We are floating bonds to show that the world still has confidence in us. But that confidence is costing us dearly. The Chinese and the Middle East countries give us short-term loans or deposits at lucrative markups that they cannot get elsewhere. At the maturity of those loans we beg them to roll over those deposits or loans. This is happening every alternate month. One day we seek rollover from Saudi Arabia, the next day it is the United Arab Emirates and then Qatar or China. This is not a long-term problem.

We need higher and sustainable exports as far as the foreign exchange reserves are concerned. Our foreign exchange woes have been temporarily addressed by the covid-19. Part of the increase in remittances is because of travel restrictions. The overseas Pakistanis, realising depressed economic conditions in Pakistan, are sending amounts higher than those sent home in normal times. The travel restrictions around the world have also restricted foreign travel from Pakistan.

Thousands of pilgrims that used to perform Umrah every month remain confined to their homes. This restriction resulted in saving a huge foreign exchange easing pressure on foreign exchange reserves. There was no Hajj last year saving foreign exchange that would have been needed by over 50,000 intending Hajjis. Thousands of businessmen stay put in the country as they are denied entry because of Covid-19 in countries where they conduct business (both export and import). Then there are scores of families that used to go abroad on excursion on a daily basis but cannot do so because of travel restrictions. This has cumulatively saved Pakistan at least $6 billion on yearly basis.

The remittances will grow tame once the air travel returns to normal. The foreign exchange outflows will increase as soon as the visa restrictions (because of covid-19) around the world are withdrawn. We have celebrated the first $1 billion landmark in Roshan Digital Accounts. We would be paying an annual interest of $70-60 million to the overseas Pakistani depositors. The way these accounts are increasing we may soon reach the $5 billion mark on which we would have to pay $350-$300 million as yearly interest. On $10 billion deposits the annual interest would be $700-600 million. We must understand we are not accumulating these deposits for development work but for consumption in the same way as we do with deposits of National Saving Schemes. These are a kind of loan and only those loans are worth taking that are invested in projects capable of generating their own resources to pay back these loans.
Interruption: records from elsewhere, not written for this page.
//! Translation of parsed queries to SQL.

use super::parser::{Parameter, SelectStatement};
use crate::error::{CoreError, CoreResult};
use crate::metadata::{EntityMetadata, MetadataRegistry};
use crate::sql::{SqlBuilder, WhereClause};
use std::sync::Arc;

/// SQL ready to bind, with the parameter each placeholder takes.
#[derive(Debug, Clone)]
pub struct TranslatedQuery {
    metadata: Arc<EntityMetadata>,
    sql: String,
    parameter_order: Vec<Parameter>,
}

impl TranslatedQuery {
    /// Descriptor of the selected entity.
    #[must_use]
    pub fn metadata(&self) -> &Arc<EntityMetadata> {
        &self.metadata
    }

    /// Generated SQL.
    #[must_use]
    pub fn sql(&self) -> &str {
        &self.sql
    }

    /// Parameter bound to each `?`, in placeholder order.
    #[must_use]
    pub fn parameter_order(&self) -> &[Parameter] {
        &self.parameter_order
    }
}

/// Maps entity and field names to tables and columns.
pub struct QueryTranslator<'r> {
    registry: &'r MetadataRegistry,
}

impl<'r> QueryTranslator<'r> {
    /// Creates a translator resolving names through `registry`.
    #[must_use]
    pub fn new(registry: &'r MetadataRegistry) -> Self {
        Self { registry }
    }

    /// Translates `statement`.
    ///
    /// The select list is the identifier followed by every attribute column.
    ///
    /// # Errors
    ///
    /// Returns [`CoreError::Query`] if the entity or a field is unknown.
    pub fn translate(&self, statement: &SelectStatement) -> CoreResult<TranslatedQuery> {
        let metadata = self
            .registry
            .get_by_name(&statement.entity_name)
            .map_err(|_| CoreError::query(format!("unknown entity {}", statement.entity_name)))?;

        let mut filter = WhereClause::new();
        let mut parameter_order = Vec::with_capacity(statement.conditions.len());
        for condition in &statement.conditions {
            let column = metadata.column_for_field(&condition.field).ok_or_else(|| {
                CoreError::query(format!(
                    "{} has no field {}",
                    metadata.entity_name(),
                    condition.field
                ))
            })?;
            filter = filter.and(column, condition.op);
            parameter_order.push(condition.parameter.clone());
        }

        let sql = SqlBuilder::select(
            &metadata.qualified_table_name(),
            &metadata.select_columns(),
            &filter,
        );
        Ok(TranslatedQuery {
            metadata,
            sql,
            parameter_order,
        })
    }
}

#[cfg(test)]
mod tests {
    use super::*;
    use crate::entity::Entity;
    use crate::query::QueryParser;
    use relata_codec::AttributeType;

    #[derive(Default)]
    struct Member {
        id: i64,
        name: String,
        age: i64,
    }

    impl Entity for Member {
        fn metadata() -> CoreResult<EntityMetadata> {
            EntityMetadata::builder::<Member>("Member")
                .table("members")
                .id("id", AttributeType::Integer, |m| m.id.into(), |m, v| {
                    m.id = v.into_typed()?;
                    Ok(())
                })
                .attribute("name", AttributeType::Text, |m| m.name.clone().into(), |m, v| {
                    m.name = v.into_typed()?;
                    Ok(())
                })
                .column("full_name")
                .attribute("age", AttributeType::Integer, |m| m.age.into(), |m, v| {
                    m.age = v.into_typed()?;
                    Ok(())
                })
                .build()
        }
    }

    fn registry() -> MetadataRegistry {
        let registry = MetadataRegistry::new();
        registry.register::<Member>().unwrap();
        registry
    }

    fn translate(text: &str) -> CoreResult<TranslatedQuery> {
        let registry = registry();
        QueryTranslator::new(&registry).translate(&QueryParser::parse(text)?)
    }

    #[test]
    fn maps_fields_to_columns() {
        let query = translate("SELECT m FROM Member m WHERE m.name = :n AND m.age > ?1").unwrap();
        assert_eq!(
            query.sql(),
            "SELECT id, full_name, age FROM members WHERE full_name = ? AND age > ?"
        );
        assert_eq!(
            query.parameter_order(),
            &[Parameter::Named("n".into()), Parameter::Positional(1)]
        );
    }

    #[test]
    fn identifier_field_is_queryable() {
        let query = translate("SELECT m FROM Member m WHERE id = :id").unwrap();
        assert!(query.sql().ends_with("WHERE id = ?"));
    }

    #[test]
    fn unknown_names_are_query_errors() {
        assert!(matches!(
            translate("SELECT t FROM Team t"),
            Err(CoreError::Query { .. })
        ));
        assert!(matches!(
            translate("SELECT m FROM Member m WHERE m.email = :e"),
            Err(CoreError::Query { .. })
        ));
    }
}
We are somehow managing the economy on a day to day basis through these measures but are creating a liability that would haunt our country for generations to come. Despite arranging foreign funding worth billions of dollars we are still short of our budgetary needs.
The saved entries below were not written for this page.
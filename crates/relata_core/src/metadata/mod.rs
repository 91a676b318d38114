//! Entity metadata.
//!
//! Every entity type is described once by an [`EntityMetadata`] descriptor
//! table: its table, its identifier and an ordered list of attributes, each
//! with a get/set accessor pair resolved at declaration time. Descriptors
//! live in a shared [`MetadataRegistry`].

mod model;
mod registry;

pub use model::{
    AttributeMetadata, EntityMetadata, EntityMetadataBuilder, IdGeneration, IdentifierMetadata,
};
pub use registry::MetadataRegistry;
To plug this gap we borrow heavily from the commercial banks and crowd out private sector credit. Inability to arrange loans as per budget requirements results in automatic reduction in development expenditure that is already much below what the economy needs.

Pakistan’s salvation lies in increasing its revenues by eliminating all exemption as well as purging the bureaucracy of corrupt elements. It should narrow the gap between its imports and exports by increasing exports to their actual potential. This way the huge foreign remittances would be a valuable source to shore up foreign exchange.

This way the need for foreign funding would be reduced drastically. The current expenditure should be capped at current level for at least five years except for increase in budgets of education and health. The development expenditure would have to be increased three-fold in next five years to reduce exixting infrastructure deficiencies.